First, a clarification on my somewhat Magellanesque wanderings… I’m not promoting nor decrying any particular style. I’m neither realist nor stylist, grand vista-ist nor detail-ist, digital-ist nor film-ist (or is that filmic? :smiley:). I like them all on any given day. I tend toward realism but with drama if possible. Kinda like I’d rather hear a skilled human drummer ultra-accurately killing a pattern rather than a drum machine ultra-accurately playing the same pattern. Same result either way (basically) but I like the idea of the work, effort, craftsmanship and (dare I say) professionalism of the human approach. It’s just that after looking at a lot of landscape photography, some of it seems rather generic, even if immaculately executed and (in terms of subject matter) fundamentally awe-inspiring. I guess that means I’ve seen too much? LOL

An interesting thought that occurred to me last night was that while “we” (for some value of “we”) generally decry the effect of AI-generated images on photography, the shooting and processing lengths some go to (in order to create perfect images) ends up looking quite like AI imagery. Just sayin’ … :upside_down_face:

Yeah, our woodlands here (Louisiana, USA) are very messy, densely undergrown with lots of briers, thorns, vines, etc. And LOTS of pine needles covering everything in site. So I guess a little clean-up wouldn’t be objectionable! :slight_smile:

I suspect there’s also another factor. Although there are lots of scenic areas worldwide, I strongly suspect (without any hard data to back me up) that there are still far, far more ordinary, bland (if not outright ugly) views. And now that the Internet makes viewing images from everywhere so easy, it seems like “all” the grand vistas have been photographed. Of course, that’s not true but to “see” the less obvious grand vistas will require seeing and capturing “grandness” in views that might not have traditionally been considered grand. That’s quite a challenge, simultaneously interesting and frustrating.

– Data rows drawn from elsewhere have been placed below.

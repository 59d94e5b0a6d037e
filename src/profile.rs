//! Allocator profile resolution: architecture, libc version and arena offset.
//!
//! Before any heap state can be decoded, three facts about the target's allocator must
//! be established: the architecture (which sets all pointer/word widths), the glibc
//! version string (which selects the `malloc_state` layout variant), and the offset of
//! `main_arena` inside the libc image. This module derives all three and bundles them
//! into an [`crate::profile::AllocatorProfile`].
//!
//! # Architecture
//!
//! Resolution runs in four steps, mirroring the external facts it depends on:
//!
//! 1. **Architecture detection** - the libc image's ELF header is parsed with goblin;
//!    `EM_386` and `EM_X86_64` are the two recognized machine codes
//! 2. **Version extraction** - the mapped libc image is scanned for the embedded
//!    `libc[- ]N.N` banner; absence is an explicit, documented fallback to the oldest
//!    layout variant, not an error
//! 3. **Arena probing** - an architecture-matched helper binary is executed against a
//!    private copy of the libc plus its matching loader and reports the raw
//!    `main_arena` offset and tcache availability as JSON (the
//!    [`crate::profile::ArenaOracle`] seam; the helper itself is an external
//!    collaborator this crate treats as a deterministic oracle)
//! 4. **Correction** - documented per-version/arch deltas are applied to the raw
//!    offset (see [`crate::profile::OFFSET_CORRECTIONS`])
//!
//! # Usage Examples
//!
//! ```rust
//! use heapscope::profile::{AllocatorProfile, Arch, ArenaReport, LibcVersion};
//!
//! // A 64-bit glibc 2.27 target: the raw helper offset is one word too high.
//! let report = ArenaReport { main_arena_offset: 0x3ebc48, tcache_enable: true };
//! let profile = AllocatorProfile::from_report(
//!     Arch::Bits64,
//!     LibcVersion::parse("2.27"),
//!     &report,
//! );
//! assert_eq!(profile.main_arena_offset, 0x3ebc40);
//! assert!(profile.tcache_enabled);
//! ```

use std::{
    fmt,
    fs::{self, File},
    path::{Path, PathBuf},
    process::Command,
    sync::LazyLock,
};

use goblin::elf::header::{EM_386, EM_X86_64};
use memmap2::Mmap;
use regex::bytes::Regex;
use serde::Deserialize;

use crate::{Error, Result};

/// Target architecture, which fixes the pointer and `size_t` widths.
#[derive(Debug, Clone, Copy, PartialEq, Eq, Hash)]
pub enum Arch {
    /// 32-bit target: 4-byte words, 8-byte chunk alignment
    Bits32,
    /// 64-bit target: 8-byte words, 16-byte chunk alignment
    Bits64,
}

impl Arch {
    /// Width of a pointer or `size_t` in bytes.
    #[must_use]
    pub fn word(self) -> usize {
        match self {
            Arch::Bits32 => 4,
            Arch::Bits64 => 8,
        }
    }

    /// Alignment of chunk start addresses: 8 on 32-bit targets, 16 on 64-bit.
    #[must_use]
    pub fn chunk_align(self) -> u64 {
        match self {
            Arch::Bits32 => 8,
            Arch::Bits64 => 16,
        }
    }

    /// Minimum chunk size (`2 * word`).
    #[must_use]
    pub fn min_chunk_size(self) -> u64 {
        2 * self.word() as u64
    }
}

impl fmt::Display for Arch {
    fn fmt(&self, f: &mut fmt::Formatter<'_>) -> fmt::Result {
        match self {
            Arch::Bits32 => write!(f, "32"),
            Arch::Bits64 => write!(f, "64"),
        }
    }
}

/// A parsed glibc version such as `2.27`.
///
/// Ordering is lexicographic over `(major, minor)`, which is what the layout-variant
/// selection and offset-correction tables key on.
#[derive(Debug, Clone, Copy, PartialEq, Eq, PartialOrd, Ord, Hash)]
pub struct LibcVersion {
    /// Major version (the `2` in `2.27`)
    pub major: u16,
    /// Minor version (the `27` in `2.27`)
    pub minor: u16,
}

impl LibcVersion {
    /// Construct a version from its components.
    #[must_use]
    pub const fn new(major: u16, minor: u16) -> Self {
        LibcVersion { major, minor }
    }

    /// Parse a `major.minor` string; anything else yields `None`.
    #[must_use]
    pub fn parse(s: &str) -> Option<Self> {
        let (major, minor) = s.split_once('.')?;
        Some(LibcVersion {
            major: major.parse().ok()?,
            minor: minor.trim_end_matches(|c: char| !c.is_ascii_digit()).parse().ok()?,
        })
    }
}

impl fmt::Display for LibcVersion {
    fn fmt(&self, f: &mut fmt::Formatter<'_>) -> fmt::Result {
        write!(f, "{}.{}", self.major, self.minor)
    }
}

/// An inclusive range of glibc versions; `max = None` leaves the range open-ended.
#[derive(Debug, Clone, Copy, PartialEq, Eq)]
pub struct VersionRange {
    /// Lowest version included
    pub min: LibcVersion,
    /// Highest version included, or `None` for "and everything newer"
    pub max: Option<LibcVersion>,
}

impl VersionRange {
    /// An inclusive `min..=max` range.
    #[must_use]
    pub const fn between(min: LibcVersion, max: LibcVersion) -> Self {
        VersionRange { min, max: Some(max) }
    }

    /// An open-ended `min..` range.
    #[must_use]
    pub const fn at_least(min: LibcVersion) -> Self {
        VersionRange { min, max: None }
    }

    /// Whether `version` falls inside this range.
    #[must_use]
    pub fn contains(&self, version: LibcVersion) -> bool {
        version >= self.min && self.max.map_or(true, |max| version <= max)
    }
}

/// The raw facts the arena helper reports for one libc image.
///
/// Field names match the helper's JSON output verbatim.
#[derive(Debug, Clone, Deserialize)]
pub struct ArenaReport {
    /// Raw offset of `main_arena` relative to the libc image base, before corrections
    pub main_arena_offset: u64,
    /// Whether this libc was built with the per-thread cache
    pub tcache_enable: bool,
}

/// Source of raw arena facts for a libc image.
///
/// The default implementation ([`HelperOracle`]) shells out to a bundled helper binary.
/// The trait exists so tests and alternative front ends can inject known facts without
/// executing anything.
pub trait ArenaOracle {
    /// Probe `libc` (with its matching loader `ld`) for the raw arena facts.
    ///
    /// # Errors
    /// Returns [`crate::Error::ProfileResolution`] if the probe cannot be performed.
    /// The result is deterministic per binary, so callers must not retry.
    fn probe(&self, libc: &Path, ld: &Path) -> Result<ArenaReport>;
}

/// Executes the bundled, architecture-matched `libc_info` helper.
///
/// The helper is run the way the target would run it: the libc under inspection is
/// copied into a staging directory as `libc.so.6` together with its matching loader,
/// then the loader is invoked with `--library-path` pointing at the staging directory.
/// The helper prints the raw arena facts as a single JSON object on stdout.
pub struct HelperOracle {
    helper_dir: PathBuf,
}

impl HelperOracle {
    /// Use helper binaries (`libc_info32` / `libc_info64`) from `dir`.
    #[must_use]
    pub fn new(dir: impl Into<PathBuf>) -> Self {
        HelperOracle { helper_dir: dir.into() }
    }

    /// Resolve the helper directory from `HEAPSCOPE_HELPERS`, falling back to
    /// `helpers/` next to the current working directory.
    #[must_use]
    pub fn from_env() -> Self {
        let dir = std::env::var_os("HEAPSCOPE_HELPERS")
            .map_or_else(|| PathBuf::from("helpers"), PathBuf::from);
        HelperOracle { helper_dir: dir }
    }
}

impl ArenaOracle for HelperOracle {
    fn probe(&self, libc: &Path, ld: &Path) -> Result<ArenaReport> {
        let arch = detect_arch(libc)?;
        let helper = self.helper_dir.join(format!("libc_info{arch}"));
        if !helper.exists() {
            return Err(Error::ProfileResolution(format!(
                "helper binary {} not found",
                helper.display()
            )));
        }

        // The libc basename must be libc.so.6 for the loader to pick it up.
        let staging = tempfile::tempdir().map_err(|e| {
            Error::ProfileResolution(format!("cannot create staging dir: {e}"))
        })?;
        let staged_libc = staging.path().join("libc.so.6");
        fs::copy(libc, &staged_libc).map_err(|e| {
            Error::ProfileResolution(format!("cannot stage {}: {e}", libc.display()))
        })?;

        let output = Command::new(ld)
            .arg("--library-path")
            .arg(staging.path())
            .arg(&helper)
            .output()
            .map_err(|e| {
                Error::ProfileResolution(format!("cannot run {}: {e}", helper.display()))
            })?;
        if !output.status.success() {
            return Err(Error::ProfileResolution(format!(
                "helper exited with {}: {}",
                output.status,
                String::from_utf8_lossy(&output.stderr)
            )));
        }

        Ok(serde_json::from_slice(&output.stdout)?)
    }
}

/// Detect the architecture of an ELF image from its machine code.
///
/// # Errors
/// Returns [`crate::Error::UnsupportedArchitecture`] for any machine other than
/// `EM_386` or `EM_X86_64`, and I/O / ELF parse errors if the image cannot be read.
pub fn detect_arch(path: &Path) -> Result<Arch> {
    let data = fs::read(path)?;
    let elf = goblin::elf::Elf::parse(&data)?;
    match elf.header.e_machine {
        EM_386 => Ok(Arch::Bits32),
        EM_X86_64 => Ok(Arch::Bits64),
        machine => Err(Error::UnsupportedArchitecture(machine)),
    }
}

/// Scan a libc image for its embedded `libc[- ]N.N` version banner.
///
/// Returns `None` when no banner is present; the resolver then falls back to the
/// oldest layout variant. This is an explicit fallback, not a silent guess.
///
/// # Errors
/// Returns an I/O error if the image cannot be opened or mapped.
pub fn extract_version(path: &Path) -> Result<Option<LibcVersion>> {
    let file = File::open(path)?;
    // Safety: the mapping is read-only and private; a concurrent writer to the libc
    // image on disk could tear the scan, which at worst misses the banner.
    let map = unsafe { Mmap::map(&file)? };
    Ok(scan_version(&map))
}

/// Matches the version banner embedded in every glibc build: `libc-2.27` or `libc 2.27`.
static VERSION_BANNER: LazyLock<Regex> = LazyLock::new(|| {
    Regex::new(r"libc[- ]([0-9]+\.[0-9]+)").expect("version pattern is valid")
});

fn scan_version(data: &[u8]) -> Option<LibcVersion> {
    let caps = VERSION_BANNER.captures(data)?;
    let text = std::str::from_utf8(caps.get(1)?.as_bytes()).ok()?;
    LibcVersion::parse(text)
}

/// Offset corrections applied to the helper's raw `main_arena` offset, in words.
///
/// These are empirical facts about the allocator ABI of the listed versions:
/// for 2.27–2.28 the raw offset is one word too high on every architecture, and for
/// 32-bit 2.26–2.28 builds a further word must be subtracted (the `fastbinsY[11]`
/// variants). Extending support to a new quirk is adding one row.
pub const OFFSET_CORRECTIONS: &[(VersionRange, Option<Arch>, u64)] = &[
    (
        VersionRange::between(LibcVersion::new(2, 27), LibcVersion::new(2, 28)),
        None,
        1,
    ),
    (
        VersionRange::between(LibcVersion::new(2, 26), LibcVersion::new(2, 28)),
        Some(Arch::Bits32),
        1,
    ),
];

/// Everything the decoding engine needs to know about one target's allocator.
#[derive(Debug, Clone, PartialEq, Eq)]
pub struct AllocatorProfile {
    /// Target architecture
    pub arch: Arch,
    /// Detected glibc version, `None` if the banner was absent
    pub version: Option<LibcVersion>,
    /// Whether the per-thread cache is compiled in
    pub tcache_enabled: bool,
    /// Corrected offset of `main_arena` relative to the libc image base
    pub main_arena_offset: u64,
}

impl AllocatorProfile {
    /// Resolve the full profile for a libc image.
    ///
    /// # Errors
    /// - [`crate::Error::UnsupportedArchitecture`] for an unrecognized machine code
    /// - [`crate::Error::ProfileResolution`] / [`crate::Error::HelperOutput`] when the
    ///   oracle fails; fatal to the caller, no retry
    pub fn resolve(libc: &Path, ld: &Path, oracle: &dyn ArenaOracle) -> Result<Self> {
        let arch = detect_arch(libc)?;
        let version = extract_version(libc)?;
        let report = oracle.probe(libc, ld)?;
        Ok(Self::from_report(arch, version, &report))
    }

    /// Build a profile from already-known facts, applying the documented
    /// per-version/arch offset corrections.
    #[must_use]
    pub fn from_report(
        arch: Arch,
        version: Option<LibcVersion>,
        report: &ArenaReport,
    ) -> Self {
        let mut offset = report.main_arena_offset;
        if let Some(version) = version {
            for (range, only_arch, words) in OFFSET_CORRECTIONS {
                if range.contains(version) && only_arch.map_or(true, |a| a == arch) {
                    offset -= words * arch.word() as u64;
                }
            }
        }
        AllocatorProfile {
            arch,
            version,
            tcache_enabled: report.tcache_enable,
            main_arena_offset: offset,
        }
    }

    /// Width of a pointer or `size_t` on this target, in bytes.
    #[must_use]
    pub fn word(&self) -> u64 {
        self.arch.word() as u64
    }
}

#[cfg(test)]
mod tests {
    use super::*;

    fn report(offset: u64) -> ArenaReport {
        ArenaReport { main_arena_offset: offset, tcache_enable: true }
    }

    #[test]
    fn version_parse_and_order() {
        let v27 = LibcVersion::parse("2.27").unwrap();
        assert_eq!(v27, LibcVersion::new(2, 27));
        assert!(LibcVersion::new(2, 23) < v27);
        assert!(LibcVersion::new(3, 0) > LibcVersion::new(2, 31));
        assert!(LibcVersion::parse("garbage").is_none());
    }

    #[test]
    fn banner_scan_finds_first_match() {
        let blob = b"\x7fELF....GNU C Library (Ubuntu GLIBC 2.27-3ubuntu1) stable release version 2.27.\x00libc-2.27.so\x00";
        assert_eq!(scan_version(blob), Some(LibcVersion::new(2, 27)));
        assert_eq!(scan_version(b"no banner here"), None);
    }

    #[test]
    fn correction_applies_for_228_64bit() {
        let profile = AllocatorProfile::from_report(
            Arch::Bits64,
            LibcVersion::parse("2.28"),
            &report(0x1e4c48),
        );
        assert_eq!(profile.main_arena_offset, 0x1e4c48 - 8);
    }

    #[test]
    fn no_correction_for_223() {
        let profile = AllocatorProfile::from_report(
            Arch::Bits64,
            LibcVersion::parse("2.23"),
            &report(0x3c4b20),
        );
        assert_eq!(profile.main_arena_offset, 0x3c4b20);
    }

    #[test]
    fn both_corrections_stack_on_32bit_227() {
        let profile = AllocatorProfile::from_report(
            Arch::Bits32,
            LibcVersion::parse("2.27"),
            &report(0x100),
        );
        assert_eq!(profile.main_arena_offset, 0x100 - 4 - 4);
    }

    #[test]
    fn single_correction_on_32bit_226() {
        let profile = AllocatorProfile::from_report(
            Arch::Bits32,
            LibcVersion::parse("2.26"),
            &report(0x100),
        );
        assert_eq!(profile.main_arena_offset, 0x100 - 4);
    }

    #[test]
    fn missing_version_applies_no_correction() {
        let profile = AllocatorProfile::from_report(Arch::Bits64, None, &report(0x100));
        assert_eq!(profile.main_arena_offset, 0x100);
        assert_eq!(profile.version, None);
    }
}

I can’t argue that point too much, but I think if the rendering is strictly literal, it’s incumbent to select “grand” subject matter that can carry the load solo, so to speak. Then again, for those of us who live in boring areas, even a marginal snapshot of a grand view intrinsically has some value. For example, the only time I can view a hill is either by traveling or looking at an imge.

I’ve seen a bit of Joe’s work and it’s extremely nice. In NZ, William Patino does some stunning (entirely hand-held, BTW) work. I also like Mads Peter Iversen, although he’s pretty stylistic at times. Also Nick Page, Sean Bagshaw and Thomas Heaton. Mitch Dobrowner creates phenomenal B&W imagery of weather and the natural landscape. Gavin Hardcastle puts a lot of humor into his YT videos, but his photographs are very nice, too. Of the older, film photographers, John Shaw’s work was really nice.

That’s a good word. Sublime.

Yeah, exactly (as I pointed out above). I can tell you for a fact I’ve walked by many, many tree bark shots and such thinking, “yeah, like no one’s done that before.” Well, the Actual Fact is if I want to do something truly unique, I’m setting a very tough row to how for myself. As the saying goes, there’s nothing new under the sun. So I need to loosen up. :smiley:

I understand what you’re saying and don’t really disagree (it’s a similar idea to my drummer analogy above) but I tend to think of digital and film as two coexisting media, not replacements for each other (despite the reality that digital has functionally replaced film). But as some move back to film – for film’s sake – I think they’ll be more “different but equal” in many ways.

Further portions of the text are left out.